Apart from the first game, Rumana came to bat in her usual batting position in the rest of the games.

And her score read:

13 (12) against Australia
2 (8) against New Zealand
0 (5) against Sri Lanka

Now the question is – who could be blamed? Coaches or players?

If the term “bossy approach” is to be believed, then what about the players’ saying they had gratitude towards the coaches?

Who’s saying what and whom to believe?

Nigar Sultana Joty. Image – Getty Images

Joty gave the credit to her coaches for her performance in the World Cup. She was the highest run-getter from her side – 114 runs in 4 innings and one of the positives apart from the opener Murshida Khatun.

Praising the coaches, she said to Women’s CricInsight, “Both Anju ma’am and Devieka ma’am had plans which certainly worked for us and they know who can do what. They motivated us even when we lost those games in the World Cup. They know what we need and our relations helped us to do good.”

On the other hand, Murshida Khatun also said, “Although I couldn’t do well in the tournament, both the coaches gave me enough chances and I will be grateful to them.”

And, this is not new that coaches are to be blamed if the team fails to perform. They might face issues if they take some decisions regarding team selection. Surprisingly, whenever the team performs, the credit goes to the players and not to the coaches.

But, these are common in the game, right?

If someone fails to live upto the expectations, he or she should leave the place for someone more deserving. After all, cricket is a team game and the team management have the right to do the changes to select the best XI.

As an example, we can take the name of Jahanara Alam who was dropped in the final game against Sri Lanka.

Surprising to many? Isn’t it?

Certainly. Because she is the main pacer of the team. But what could anyone do when the player is not in form?

Jahanara Alam. ©Md Manik

Her spell in the whole tournament reads – 10-0-89-0 and that was the reason for her exclusion.

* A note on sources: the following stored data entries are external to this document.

/// Run one CALL-family opcode to completion (§4.7 steps 1-5).
#[allow(clippy::too_many_arguments)]
pub fn execute_call(
    frame: &mut Frame,
    kind: CallKind,
    gas_requested: u64,
    to: Address,
    value: U256,
    input: Vec<u8>,
    state: &mut dyn State,
    schedule: &Schedule,
    cache: &SharedCache,
    refund: &mut RefundCounter,
    tx: &TxContext,
    mut hooks: Option<&mut dyn DebugHooks>,
) -> Result<CallOutcome> {
    let depth = frame.context.depth;
    if depth + 1 > schedule.max_depth {
        return Ok(CallOutcome {
            success: false,
            output: Vec::new(),
        });
    }
    if !value.is_zero() {
        let caller_balance = state
            .get_account(frame.context.address)
            .map(|a| a.balance)
            .unwrap_or_default();
        if caller_balance < value {
            return Ok(CallOutcome {
                success: false,
                output: Vec::new(),
            });
        }
    }

    let forwarded = gasometer::forwarded_gas(gas_requested, frame.gas.remaining(), schedule);
    let stipend = if !value.is_zero() {
        schedule.call_stipend as u64
    } else {
        0
    };
    frame.gas.charge(forwarded)?;
    let child_gas = forwarded.saturating_add(stipend);

    notify_enter(&mut hooks, frame.context.address, to, value, child_gas, depth + 1, false)?;

    let checkpoint = state.create_snapshot();
    let recipient = match kind {
        CallKind::Call => to,
        CallKind::CallCode | CallKind::DelegateCall | CallKind::StaticCall => frame.context.address,
    };
    if !value.is_zero() {
        transfer_value(state, frame.context.address, recipient, value)
            .expect("balance checked against the caller before any gas was forwarded");
    }

    let outcome = if PrecompileRegistry::is_precompile(to) {
        match PrecompileRegistry::run(to, &input) {
            Some(Ok((gas_cost, output))) if gas_cost <= child_gas => {
                state.commit_snapshot(checkpoint);
                frame.gas.credit(child_gas - gas_cost);
                CallOutcome { success: true, output }
            }
            _ => {
                state.revert_to_snapshot(checkpoint);
                CallOutcome {
                    success: false,
                    output: Vec::new(),
                }
            }
        }
    } else {
        let code = {
            let code_hash = state.get_account(to).map(|a| a.code_hash).unwrap_or_default();
            state.get_code(code_hash)
        };
        if code.is_empty() {
            state.commit_snapshot(checkpoint);
            frame.gas.credit(child_gas);
            CallOutcome {
                success: true,
                output: Vec::new(),
            }
        } else {
            let child_context = CallContext {
                address: match kind {
                    CallKind::Call | CallKind::StaticCall => to,
                    CallKind::CallCode | CallKind::DelegateCall => frame.context.address,
                },
                code_address: to,
                caller: match kind {
                    CallKind::DelegateCall => frame.context.caller,
                    _ => frame.context.address,
                },
                value: match kind {
                    CallKind::DelegateCall => frame.context.value,
                    _ => value,
                },
                input,
                is_static: frame.context.is_static || matches!(kind, CallKind::StaticCall),
                depth: depth + 1,
                created_this_tx: match kind {
                    CallKind::CallCode | CallKind::DelegateCall => frame.context.created_this_tx,
                    CallKind::Call | CallKind::StaticCall => false,
                },
            };
            let code = Arc::new(code);
            let analysis = cache.analysis_for(&code);
            let mut child = Frame::new(child_context, code, analysis, child_gas);
            match interpreter::run(&mut child, state, schedule, cache, refund, hooks.as_deref_mut(), tx) {
                Ok(Halt::Success { output }) => {
                    state.commit_snapshot(checkpoint);
                    frame.gas.credit(child.gas.remaining());
                    CallOutcome { success: true, output }
                }
                Ok(Halt::Revert { output }) => {
                    state.revert_to_snapshot(checkpoint);
                    frame.gas.credit(child.gas.remaining());
                    CallOutcome { success: false, output }
                }
                Ok(Halt::Paused) => return Err(Error::DebugAbort),
                Err(Error::DebugAbort) => return Err(Error::DebugAbort),
                Err(_) => {
                    state.revert_to_snapshot(checkpoint);
                    CallOutcome {
                        success: false,
                        output: Vec::new(),
                    }
                }
            }
        }
    };

    notify_exit(
        &mut hooks,
        frame.context.address,
        to,
        value,
        child_gas,
        depth + 1,
        false,
        outcome.success,
    );
    Ok(outcome)
}
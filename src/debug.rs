// Copyright 2015-2020 Parity Technologies (UK) Ltd.
// This file is part of OpenEthereum.

// OpenEthereum is free software: you can redistribute it and/or modify
// it under the terms of the GNU General Public License as published by
// the Free Software Foundation, either version 3 of the License, or
// (at your option) any later version.

// OpenEthereum is distributed in the hope that it will be useful,
// but WITHOUT ANY WARRANTY; without even the implied warranty of
// MERCHANTABILITY or FITNESS FOR A PARTICULAR PURPOSE.  See the
// GNU General Public License for more details.

// You should have received a copy of the GNU General Public License
// along with OpenEthereum.  If not, see <http://www.gnu.org/licenses/>.

//! Debug hook surface (§4.8). The teacher's `Informant` is a nullable
//! function-pointer-shaped tracer called once per opcode with zero overhead
//! when unset; here that's an `Option<&mut dyn StepHook>` threaded through
//! dispatch instead of a raw pointer.

use ethereum_types::{Address, U256};

use crate::instructions::Instruction;

/// What the interpreter should do after a hook call.
#[derive(Debug, Clone, Copy, PartialEq, Eq)]
pub enum StepAction {
    /// Proceed with this instruction normally.
    Continue,
    /// Suspend before executing this instruction; `step()` returns
    /// `StepResult::Paused` without mutating frame state.
    Pause,
    /// Unwind the entire interpreter stack with `Error::DebugAbort`.
    Abort,
}

/// A read-only view of the frame state at the point a hook is invoked,
/// cheap to construct since it borrows rather than copies.
pub struct StepContext<'a> {
    pub pc: u32,
    pub instruction: Instruction,
    pub gas_left: u64,
    pub depth: usize,
    pub stack_top: &'a [U256],
}

/// Per-opcode tracing/breakpoint hook.
pub trait StepHook {
    fn on_step(&mut self, ctx: &StepContext<'_>) -> StepAction;
}

/// Context passed to a [`MessageHook`] at call/create frame boundaries.
pub struct MessageContext {
    pub caller: Address,
    pub callee: Address,
    pub value: U256,
    pub gas: u64,
    pub depth: usize,
    pub is_create: bool,
}

/// Call/create frame-boundary hook (entry and exit).
pub trait MessageHook {
    fn on_enter(&mut self, ctx: &MessageContext) -> StepAction;
    fn on_exit(&mut self, ctx: &MessageContext, success: bool);
}

/// Bundles both hook kinds so the orchestrator only has to thread one
/// `Option<&mut dyn DebugHooks>` through frame setup.
pub trait DebugHooks: StepHook + MessageHook {}
impl<T: StepHook + MessageHook> DebugHooks for T {}

#[cfg(test)]
mod tests {
    use super::*;

    struct Recorder {
        steps: usize,
        abort_after: usize,
    }

    impl StepHook for Recorder {
        fn on_step(&mut self, _ctx: &StepContext<'_>) -> StepAction {
            self.steps += 1;
            if self.steps >= self.abort_after {
                StepAction::Abort
            } else {
                StepAction::Continue
            }
        }
    }

    impl MessageHook for Recorder {
        fn on_enter(&mut self, _ctx: &MessageContext) -> StepAction {
            StepAction::Continue
        }
        fn on_exit(&mut self, _ctx: &MessageContext, _success: bool) {}
    }

    #[test]
    fn aborts_after_configured_step_count() {
        let mut recorder = Recorder {
            steps: 0,
            abort_after: 2,
        };
        let ctx = StepContext {
            pc: 0,
            instruction: Instruction::STOP,
            gas_left: 100,
            depth: 0,
            stack_top: &[],
        };
        assert_eq!(recorder.on_step(&ctx), StepAction::Continue);
        assert_eq!(recorder.on_step(&ctx), StepAction::Abort);
    }
}
impl State for InMemoryState {
    fn get_account(&self, address: Address) -> Option<Account> {
        self.accounts.get(&address).cloned()
    }

    fn set_account(&mut self, address: Address, account: Account) {
        let before = self.accounts.get(&address).cloned().unwrap_or_default();
        self.with_journal_detached(|state, journal| {
            // Recorded before the field-level entries below: revert_to pops
            // most-recent-first, so this must be the oldest entry to be the
            // last one undone, or the balance/nonce undo would resurrect a
            // ghost account after AccountCreated already removed it.
            if !state.accounts.contains_key(&address) {
                journal.record(JournalEntry::AccountCreated { address });
            }
            if before.balance != account.balance {
                journal.record(JournalEntry::BalanceChanged {
                    address,
                    prev: before.balance,
                });
            }
            if before.nonce != account.nonce {
                journal.record(JournalEntry::NonceChanged {
                    address,
                    prev: before.nonce,
                });
            }
            state.accounts.insert(address, account);
        });
    }

    fn delete_account(&mut self, address: Address) {
        if let Some(account) = self.accounts.remove(&address) {
            self.journal.record(JournalEntry::AccountDestroyed {
                address,
                prev_balance: account.balance,
            });
        }
    }

    fn account_exists(&self, address: Address) -> bool {
        self.accounts.contains_key(&address)
    }

    fn get_storage(&self, address: Address, key: U256) -> U256 {
        self.storage
            .get(&(address, key))
            .copied()
            .unwrap_or_default()
    }

    fn get_transient_storage(&self, address: Address, key: U256) -> U256 {
        self.transient
            .get(&(address, key))
            .copied()
            .unwrap_or_default()
    }

    fn original_storage(&mut self, address: Address, key: U256) -> U256 {
        let current = self.get_storage(address, key);
        *self.original_storage.entry((address, key)).or_insert(current)
    }

    fn write_storage(&mut self, address: Address, key: U256, value: U256) {
        let prev = self.get_storage(address, key);
        if prev != value {
            self.with_journal_detached(|state, journal| {
                journal.record(JournalEntry::StorageChanged { address, key, prev });
                state.set_storage(address, key, value);
            });
        }
    }

    fn write_transient_storage(&mut self, address: Address, key: U256, value: U256) {
        self.set_transient_storage(address, key, value);
    }

    fn get_code(&self, code_hash: H256) -> Vec<u8> {
        self.code.get(&code_hash).cloned().unwrap_or_default()
    }

    fn install_code(&mut self, address: Address, code: Vec<u8>) -> H256 {
        let hash = keccak(&code);
        self.with_journal_detached(|state, journal| {
            let prev = state
                .accounts
                .get(&address)
                .and_then(|a| state.code.get(&a.code_hash).cloned());
            journal.record(JournalEntry::CodeInstalled { address, prev });
            state.code.insert(hash, code);
            state.accounts.entry(address).or_default().code_hash = hash;
        });
        hash
    }

    fn get_state_root(&self) -> H256 {
        let mut entries: Vec<_> = self.accounts.iter().collect();
        entries.sort_by_key(|(addr, _)| **addr);
        let mut buf = Vec::new();
        for (addr, account) in entries {
            buf.extend_from_slice(addr.as_bytes());
            let mut balance_bytes = [0u8; 32];
            account.balance.to_big_endian(&mut balance_bytes);
            buf.extend_from_slice(&balance_bytes);
            buf.extend_from_slice(&account.nonce.to_be_bytes());
            buf.extend_from_slice(account.code_hash.as_bytes());
        }
        keccak(&buf)
    }

    fn commit_changes(&mut self) -> H256 {
        self.get_state_root()
    }

    fn append_log(&mut self, entry: LogEntry) {
        self.journal.record(JournalEntry::LogAppended);
        self.logs.push(entry);
    }

    fn logs(&self) -> &[LogEntry] {
        &self.logs
    }

    fn mark_account_warm(&mut self, address: Address) -> bool {
        self.warm_accounts.insert(address)
    }

    fn mark_storage_warm(&mut self, address: Address, key: U256) -> bool {
        self.warm_storage.insert((address, key))
    }

    fn create_snapshot(&mut self) -> SnapshotId {
        self.journal.checkpoint()
    }

    fn revert_to_snapshot(&mut self, id: SnapshotId) {
        self.with_journal_detached(|state, journal| journal.revert_to(id, state));
    }

    fn commit_snapshot(&mut self, _id: SnapshotId) {
        // Entries stay in the journal; an enclosing frame may still need to
        // revert them. Nothing to do until the transaction-level commit.
    }

    fn begin_batch(&mut self) {
        self.batch_checkpoint = Some(self.journal.checkpoint());
        self.original_storage.clear();
    }

    fn commit_batch(&mut self) {
        self.batch_checkpoint = None;
        self.journal.commit_all();
        self.warm_accounts.clear();
        self.warm_storage.clear();
        self.original_storage.clear();
    }

    fn rollback_batch(&mut self) {
        if let Some(checkpoint) = self.batch_checkpoint.take() {
            self.revert_to_snapshot(checkpoint);
        }
        self.warm_accounts.clear();
        self.warm_storage.clear();
        self.original_storage.clear();
    }
}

Then, whose fault is this? Coaches? Aren’t the players responsible too?

Furthermore, our sources also confirmed that they nearly shared their desire to discontinue to the CEO. But they were instructed things would be better and a discussion would take place as well.

Now, here’s another question.

If they were about to discuss this further but due to COVID-19 pandemic, couldn’t, then how can one explain the changes regarding coaching staff?

And, what about the players? Shouldn’t they be allowed to share their views over this matter?

Before 2018, Bangladesh Cricket Team failed to win a single series since competing in T20s from 2012 onwards. All victories came under these set coaches only. It wasn’t hard to see the change under Anju Jain and co.

Whosoever said that politics and cricket go hand-in-hand was right. Just that Bangladesh may want to get their acts together sooner than any later.